In just four months, Google Apps is 100 percent deployed in North America and Europe – about 3,000 people so far. The positive changes we expected are now being revealed, and we’re even uncovering some unexpected benefits as well. For starters, my IT team is happier as we previously had 16 full-time people managing our messaging systems, spending about 8,000 hours per year backing up email, fixing file storage problems, or managing server issues. If one of our servers at our Toronto headquarters went down, the entire company lost email access – it seemed like we had a company-wide email delay or outage every couple of months. Google Apps provides us with disaster recovery capabilities that we could have never dreamed of. In addition, we now need only two folks to look after messaging and the other 14 are now more focused on business-critical projects. They’re so happy they wear Google t-shirts about once a week!

Our employees are also adjusting well, and are more productive. We’re working closely with our Google Partner, Onix, to provide an end-user support site using Google Video for Business for training videos and webinars. One of the biggest benefits we’ve seen is that, since all employees have one user interface with easy processes, they can collaborate more efficiently. Scheduling meetings for example is infinitely easier, we just click on Google Talk video chat, and we can easily view employee calendars to facilitate scheduling. That’s something we didn’t calculate – all the time we spent trying to do these small, day-to-day tasks across all of our employees.

We’re also really pleased and excited to see employees adopt tools like Google Docs – we’re at a growing rate of about 150 new, shared documents each day. The HR and compliance teams in particular have been using Google Docs to store their different policies and procedures. We can give them exactly what they need in Google Docs or Google Sites, whereas before we had three or four different Microsoft SharePoint sites, and we’d have to spend money on auditors to track everything down. Now that’s all moving to a central repository, and we’re already seeing significant cost savings and productivity gains there.
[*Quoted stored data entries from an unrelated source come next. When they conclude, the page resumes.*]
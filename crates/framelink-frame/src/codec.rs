use std::time::Duration;

use bytes::{Buf, BufMut, BytesMut};

use crate::error::{FrameError, Result};

/// Frame header: a single big-endian u32 payload length.
pub const HEADER_SIZE: usize = 4;

/// Default maximum payload size: 64 MiB.
pub const DEFAULT_MAX_FRAME_SIZE: usize = 64 * 1024 * 1024;

/// Default read and write deadline.
pub const DEFAULT_TIMEOUT: Duration = Duration::from_secs(8);

/// Encode one frame into the wire format.
///
/// Wire format:
/// ```text
/// ┌────────────────────┬──────────────────┐
/// │ Length (4B, BE)    │ Payload          │
/// │ = payload length   │ (Length bytes)   │
/// └────────────────────┴──────────────────┘
/// ```
pub fn encode_frame(payload: &[u8], dst: &mut BytesMut) -> Result<()> {
    let len = checked_len(payload.len())?;
    dst.reserve(HEADER_SIZE + payload.len());
    dst.put_u32(len);
    dst.put_slice(payload);
    Ok(())
}

/// Peek the declared payload length, if the header is complete.
pub fn peek_length(src: &[u8]) -> Option<usize> {
    let header: [u8; HEADER_SIZE] = src.get(..HEADER_SIZE)?.try_into().ok()?;
    Some(u32::from_be_bytes(header) as usize)
}

/// Decode one frame from the front of `src`.
///
/// Returns `Ok(None)` if `src` doesn't contain a complete frame yet. The
/// length check happens as soon as the header is available, before any of
/// the payload has to arrive. On success the frame bytes are consumed.
pub fn decode_frame(src: &mut BytesMut, max_frame_size: usize) -> Result<Option<BytesMut>> {
    let Some(payload_len) = peek_length(src) else {
        return Ok(None);
    };

    if payload_len > max_frame_size {
        return Err(FrameError::FrameTooLarge {
            size: payload_len,
            max: max_frame_size,
        });
    }

    if src.len() < HEADER_SIZE + payload_len {
        src.reserve(HEADER_SIZE + payload_len - src.len());
        return Ok(None);
    }

    src.advance(HEADER_SIZE);
    Ok(Some(src.split_to(payload_len)))
}

pub(crate) fn checked_len(len: usize) -> Result<u32> {
    u32::try_from(len).map_err(|_| FrameError::FrameTooLarge {
        size: len,
        max: u32::MAX as usize,
    })
}

/// Configuration for framing a stream.
#[derive(Debug, Clone, PartialEq, Eq)]
pub struct FrameConfig {
    /// Maximum payload size in bytes. Default: 64 MiB.
    pub max_frame_size: usize,
    /// Deadline for reading one whole frame. `None` waits forever.
    pub read_timeout: Option<Duration>,
    /// Deadline for writing one whole frame. `None` waits forever.
    pub write_timeout: Option<Duration>,
}

impl Default for FrameConfig {
    fn default() -> Self {
        Self {
            max_frame_size: DEFAULT_MAX_FRAME_SIZE,
            read_timeout: Some(DEFAULT_TIMEOUT),
            write_timeout: Some(DEFAULT_TIMEOUT),
        }
    }
}

impl FrameConfig {
    /// Config with no deadlines, for in-memory streams and tests.
    pub fn unbounded() -> Self {
        Self {
            read_timeout: None,
            write_timeout: None,
            ..Self::default()
        }
    }
}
We have only begun scratching the surface of capabilities that Google Apps brings to us. We have an open door to bring Google Apps to all 10,000 Cinram employees in the future, from the current user employees in our distribution and manufacturing facilities, to the folks who have never had a Cinram account before, so everyone can see the benefits. With the flexibility of Google Apps, the sky is the limit. We’ve gone Google, and we’ll never go back.